A Massively Multilingual Corpus and Pretrained Model for Interlinear Glossed Text
GlossLM consists of a multilingual corpus of IGT and pretrained models for interlinear glossing.
Interlinear Glossed Text (IGT) is a common format in language documentation projects. It looks something like this:
o sey x -tok r -ixoqiil
o sea COM-buscar E3S-esposa
“O sea busca esposa.”
The three lines are as follows:
- The transcription line is a sentence in the target language (possibly segmented into morphemes)
- The gloss line gives an linguistic gloss for each morpheme in the transcription
- The translation line is a translation into a higher-resource language
Creating consistent and large IGT datasets is time-consuming and error-prone. The goal of automated interlinear glossing is to aid in this task by predicting the gloss line given the transcription and translation line.
import datasets
glosslm_corpus = datasets.load_dataset("lecslab/glosslm-corpus")
import transformers
# Your inputs
transcription = "o sey xtok rixoqiil"
translation = "O sea busca esposa."
lang = "Uspanteco"
metalang = "Spanish"
is_segmented = False
prompt = f"""Provide the glosses for the following transcription in {lang}.
Transcription in {lang}: {transcription}
Transcription segmented: {is_segmented}
Translation in {metalang}: {translation}\n
Glosses:
"""
model = transformers.T5ForConditionalGeneration.from_pretrained("lecslab/glosslm")
tokenizer = transformers.ByT5Tokenizer.from_pretrained("google/byt5-base", use_fast=False)
inputs = tokenizer(prompt, return_tensors="pt")
outputs = tokenizer.batch_decode(model.generate(**inputs, max_length=1024), skip_special_tokens=True)
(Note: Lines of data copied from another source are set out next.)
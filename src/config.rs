// SPDX-License-Identifier: AGPL-3.0-or-later
// Copyright (C) 2026 Vallés Puig, Ramon

//! League configuration.
//!
//! This module is the single place where process configuration is read.
//! [`LeagueConfig::from_env`] resolves it from environment variables once at
//! startup; [`LeagueConfig::from_lookup`] accepts any key lookup so callers
//! (and tests) can feed values from elsewhere, and [`LeagueSettings`] is the
//! serde shape for file-based configuration.
//!
//! | Key | Required | Default |
//! |-----|----------|---------|
//! | `LEAGUE_START_DATE` | yes | |
//! | `LEAGUE_START_HOUR` | yes | |
//! | `LEAGUE_TIME_ZONE` | no | `US/Pacific` |
//! | `LEAGUE_MAX_SEASONS` | no | `24` |
//! | `LEAGUE_DAYS_PER_SEASON` | no | `49` |
//! | `LEAGUE_HOURS_PER_DAY` | no | `1` |

use crate::error::{Error, Result};
use chrono::{Duration, NaiveDate, NaiveDateTime, Timelike};
use chrono_tz::Tz;
use log::info;
use qtty::{Hours, Second, Seconds};
use serde::{Deserialize, Serialize};

pub const ENV_START_DATE: &str = "LEAGUE_START_DATE";
pub const ENV_START_HOUR: &str = "LEAGUE_START_HOUR";
pub const ENV_TIME_ZONE: &str = "LEAGUE_TIME_ZONE";
pub const ENV_MAX_SEASONS: &str = "LEAGUE_MAX_SEASONS";
pub const ENV_DAYS_PER_SEASON: &str = "LEAGUE_DAYS_PER_SEASON";
pub const ENV_HOURS_PER_DAY: &str = "LEAGUE_HOURS_PER_DAY";

pub const DEFAULT_TIME_ZONE: &str = "US/Pacific";
pub const DEFAULT_MAX_SEASONS: u32 = 24;
pub const DEFAULT_DAYS_PER_SEASON: u32 = 49;
pub const DEFAULT_HOURS_PER_DAY: u32 = 1;

/// Broadcast day used to space the championship and final series.
pub(crate) const BROADCAST_DAY_HOURS: i64 = 24;

/// Hours after a season start at which the next season takes over.
pub(crate) const ACTIVE_WINDOW_HOURS: i64 = 6 * 24;

/// Raw, unvalidated settings as they appear in a config file.
#[derive(Debug, Clone, PartialEq, Eq, Serialize, Deserialize)]
pub struct LeagueSettings {
    pub start_date: String,
    pub start_hour: u32,
    #[serde(default = "default_time_zone")]
    pub time_zone: String,
    #[serde(default = "default_max_seasons")]
    pub max_seasons: u32,
    #[serde(default = "default_days_per_season")]
    pub days_per_season: u32,
    #[serde(default = "default_hours_per_day")]
    pub hours_per_day: u32,
}

fn default_time_zone() -> String {
    DEFAULT_TIME_ZONE.to_string()
}

fn default_max_seasons() -> u32 {
    DEFAULT_MAX_SEASONS
}

fn default_days_per_season() -> u32 {
    DEFAULT_DAYS_PER_SEASON
}

fn default_hours_per_day() -> u32 {
    DEFAULT_HOURS_PER_DAY
}

/// Validated, read-only league constants.
///
/// Fields are only reachable through the `with_*` builders, which
/// re-validate. Deserializes through [`LeagueSettings`], so a config file is
/// validated the same way as the environment.
#[derive(Debug, Clone, Copy, PartialEq, Eq, Deserialize)]
#[serde(try_from = "LeagueSettings")]
pub struct LeagueConfig {
    genesis: NaiveDateTime,
    time_zone: Tz,
    max_seasons: u32,
    days_per_season: u32,
    hours_per_day: u32,
}

impl LeagueConfig {
    /// Build a config with the default league constants.
    pub fn new(genesis: NaiveDateTime, time_zone: Tz) -> Result<Self> {
        Self {
            genesis,
            time_zone,
            max_seasons: DEFAULT_MAX_SEASONS,
            days_per_season: DEFAULT_DAYS_PER_SEASON,
            hours_per_day: DEFAULT_HOURS_PER_DAY,
        }
        .validated()
    }

    /// League-local wall-clock start of season 0.
    #[inline]
    pub fn genesis(&self) -> NaiveDateTime {
        self.genesis
    }

    /// The league's home zone; every marker is evaluated here.
    #[inline]
    pub fn time_zone(&self) -> Tz {
        self.time_zone
    }

    #[inline]
    pub fn max_seasons(&self) -> u32 {
        self.max_seasons
    }

    #[inline]
    pub fn days_per_season(&self) -> u32 {
        self.days_per_season
    }

    #[inline]
    pub fn hours_per_day(&self) -> u32 {
        self.hours_per_day
    }

    pub fn with_genesis(mut self, genesis: NaiveDateTime) -> Result<Self> {
        self.genesis = genesis;
        self.validated()
    }

    pub fn with_max_seasons(mut self, max_seasons: u32) -> Result<Self> {
        self.max_seasons = max_seasons;
        self.validated()
    }

    pub fn with_days_per_season(mut self, days_per_season: u32) -> Result<Self> {
        self.days_per_season = days_per_season;
        self.validated()
    }

    pub fn with_hours_per_day(mut self, hours_per_day: u32) -> Result<Self> {
        self.hours_per_day = hours_per_day;
        self.validated()
    }

    /// Resolve the configuration from the process environment.
    pub fn from_env() -> Result<Self> {
        Self::from_lookup(|key| std::env::var(key).ok())
    }

    /// Resolve the configuration from an arbitrary key lookup.
    ///
    /// Blank values count as missing.
    pub fn from_lookup<F>(lookup: F) -> Result<Self>
    where
        F: Fn(&str) -> Option<String>,
    {
        let read = |key: &str| {
            lookup(key)
                .map(|v| v.trim().to_string())
                .filter(|v| !v.is_empty())
        };

        let (Some(start_date), Some(start_hour)) = (read(ENV_START_DATE), read(ENV_START_HOUR))
        else {
            return Err(Error::Configuration(format!(
                "the genesis must be specified via the {ENV_START_DATE} and {ENV_START_HOUR} environment variables"
            )));
        };

        let settings = LeagueSettings {
            start_date,
            start_hour: parse_count(ENV_START_HOUR, &start_hour)?,
            time_zone: read(ENV_TIME_ZONE).unwrap_or_else(default_time_zone),
            max_seasons: read(ENV_MAX_SEASONS)
                .map(|v| parse_count(ENV_MAX_SEASONS, &v))
                .transpose()?
                .unwrap_or(DEFAULT_MAX_SEASONS),
            days_per_season: read(ENV_DAYS_PER_SEASON)
                .map(|v| parse_count(ENV_DAYS_PER_SEASON, &v))
                .transpose()?
                .unwrap_or(DEFAULT_DAYS_PER_SEASON),
            hours_per_day: read(ENV_HOURS_PER_DAY)
                .map(|v| parse_count(ENV_HOURS_PER_DAY, &v))
                .transpose()?
                .unwrap_or(DEFAULT_HOURS_PER_DAY),
        };
        Self::try_from(settings)
    }

    fn validated(self) -> Result<Self> {
        if self.max_seasons == 0 {
            return Err(Error::Configuration("max_seasons must be at least 1".into()));
        }
        if self.days_per_season == 0 {
            return Err(Error::Configuration(
                "days_per_season must be at least 1".into(),
            ));
        }
        if self.hours_per_day == 0 {
            return Err(Error::Configuration("hours_per_day must be at least 1".into()));
        }
        // The division series opens one hour after the last regular-season
        // slot and must still precede the fixed championship start.
        if i64::from(self.hours_per_day) + 1 >= BROADCAST_DAY_HOURS {
            return Err(Error::Configuration(format!(
                "hours_per_day must be below {} (got {})",
                BROADCAST_DAY_HOURS - 1,
                self.hours_per_day
            )));
        }
        // Every anchor must fall before the weekly rollover hands "now" to
        // the next season.
        let hcs_start = i64::from(self.hours_per_day) * (i64::from(self.days_per_season) - 1)
            + 2 * BROADCAST_DAY_HOURS;
        if hcs_start >= ACTIVE_WINDOW_HOURS {
            return Err(Error::Configuration(format!(
                "{} days of {} h push the final series start to +{hcs_start} h, past the {ACTIVE_WINDOW_HOURS} h season window",
                self.days_per_season, self.hours_per_day
            )));
        }
        Ok(self)
    }

    /// Length of one game slot.
    pub fn slot(&self) -> Duration {
        Duration::hours(i64::from(self.hours_per_day))
    }

    /// Length of one game slot as a typed quantity.
    pub fn slot_hours(&self) -> Hours {
        Hours::new(f64::from(self.hours_per_day))
    }

    /// Length of one game slot in whole seconds.
    pub fn slot_seconds(&self) -> i64 {
        let seconds: Seconds = self.slot_hours().to::<Second>();
        seconds.value() as i64
    }

    /// Last season index before retirement.
    pub fn last_season(&self) -> u32 {
        self.max_seasons.saturating_sub(1)
    }
}

impl TryFrom<LeagueSettings> for LeagueConfig {
    type Error = Error;

    fn try_from(settings: LeagueSettings) -> Result<Self> {
        let genesis = parse_genesis(&settings.start_date, settings.start_hour)?;
        let time_zone: Tz = settings.time_zone.parse().map_err(|e| {
            Error::Configuration(format!("unknown time zone {:?}: {e}", settings.time_zone))
        })?;
        let config = LeagueConfig {
            genesis,
            time_zone,
            max_seasons: settings.max_seasons,
            days_per_season: settings.days_per_season,
            hours_per_day: settings.hours_per_day,
        }
        .validated()?;
        info!(
            "league genesis {} ({}), {} seasons of {} days",
            config.genesis(),
            config.time_zone.name(),
            config.max_seasons(),
            config.days_per_season
        );
        Ok(config)
    }
}

/// Parse a genesis date plus hour.
///
/// Accepts a plain `YYYY-MM-DD` date or an ISO date-time; in the latter case
/// the hour is replaced and the remaining fields are kept.
fn parse_genesis(date: &str, hour: u32) -> Result<NaiveDateTime> {
    let date = date.trim();
    let base = match NaiveDateTime::parse_from_str(date, "%Y-%m-%dT%H:%M:%S") {
        Ok(dt) => dt,
        Err(_) => NaiveDate::parse_from_str(date, "%Y-%m-%d")
            .map_err(|e| Error::Configuration(format!("invalid genesis date {date:?}: {e}")))?
            .and_time(chrono::NaiveTime::MIN),
    };
    base.with_hour(hour)
        .ok_or_else(|| Error::Configuration(format!("genesis hour {hour} is outside 0..=23")))
}

fn parse_count(key: &str, value: &str) -> Result<u32> {
    value
        .trim()
        .parse()
        .map_err(|e| Error::Configuration(format!("{key}={value:?} is not a count: {e}")))
}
print(outputs[0]) # o sea COM-buscar E3S-esposa
@inproceedings{ginn-etal-2024-glosslm,
title = "{G}loss{LM}: A Massively Multilingual Corpus and Pretrained Model for Interlinear Glossed Text",
author = "Ginn, Michael and
Tjuatja, Lindia and
He, Taiqi and
Rice, Enora and
Neubig, Graham and
Palmer, Alexis and
Levin, Lori",
editor = "Al-Onaizan, Yaser and
Bansal, Mohit and
Chen, Yun-Nung",
booktitle = "Proceedings of the 2024 Conference on Empirical Methods in Natural Language Processing",
month = nov,
year = "2024",
address = "Miami, Florida, USA",
publisher = "Association for Computational Linguistics",
url = "https://aclanthology.org/2024.emnlp-main.683",
pages = "12267--12286",
}
Interested in replicating or modifying our experiments? Pretraining, finetuning, and inference are handled with run.py
, as follows:
python run.py -c some_config_file.cfg -o key1=val1 key2=val2
The run is defined by an INI-style config file. We have some examples for pretraining, finetuning, and inference. A config file looks something like:
[config]
mode = pretrain
exp_name = pretrain_base
pretrained_model = google/byt5-base
# Dataset
exclude_st_seg = false
use_translation = true
use_unimorph = false
# Training
max_epochs = 13
early_stopping_patience = 3
learning_rate = 5e-5
batch_size = 2
# Files
output_model_path = /projects/migi8081/glosslm/models/glosslm-pretrained-base
The full list of possible options is in experiment_config.py. In addition to the config file, you can specify any parameter overrides with -o key1=val1 key2=val2
.
Note
If you'd like to run finetuning on a new language, you'll probably need to write your own training script. You can use run.py
as a reference for how we implemented finetuning.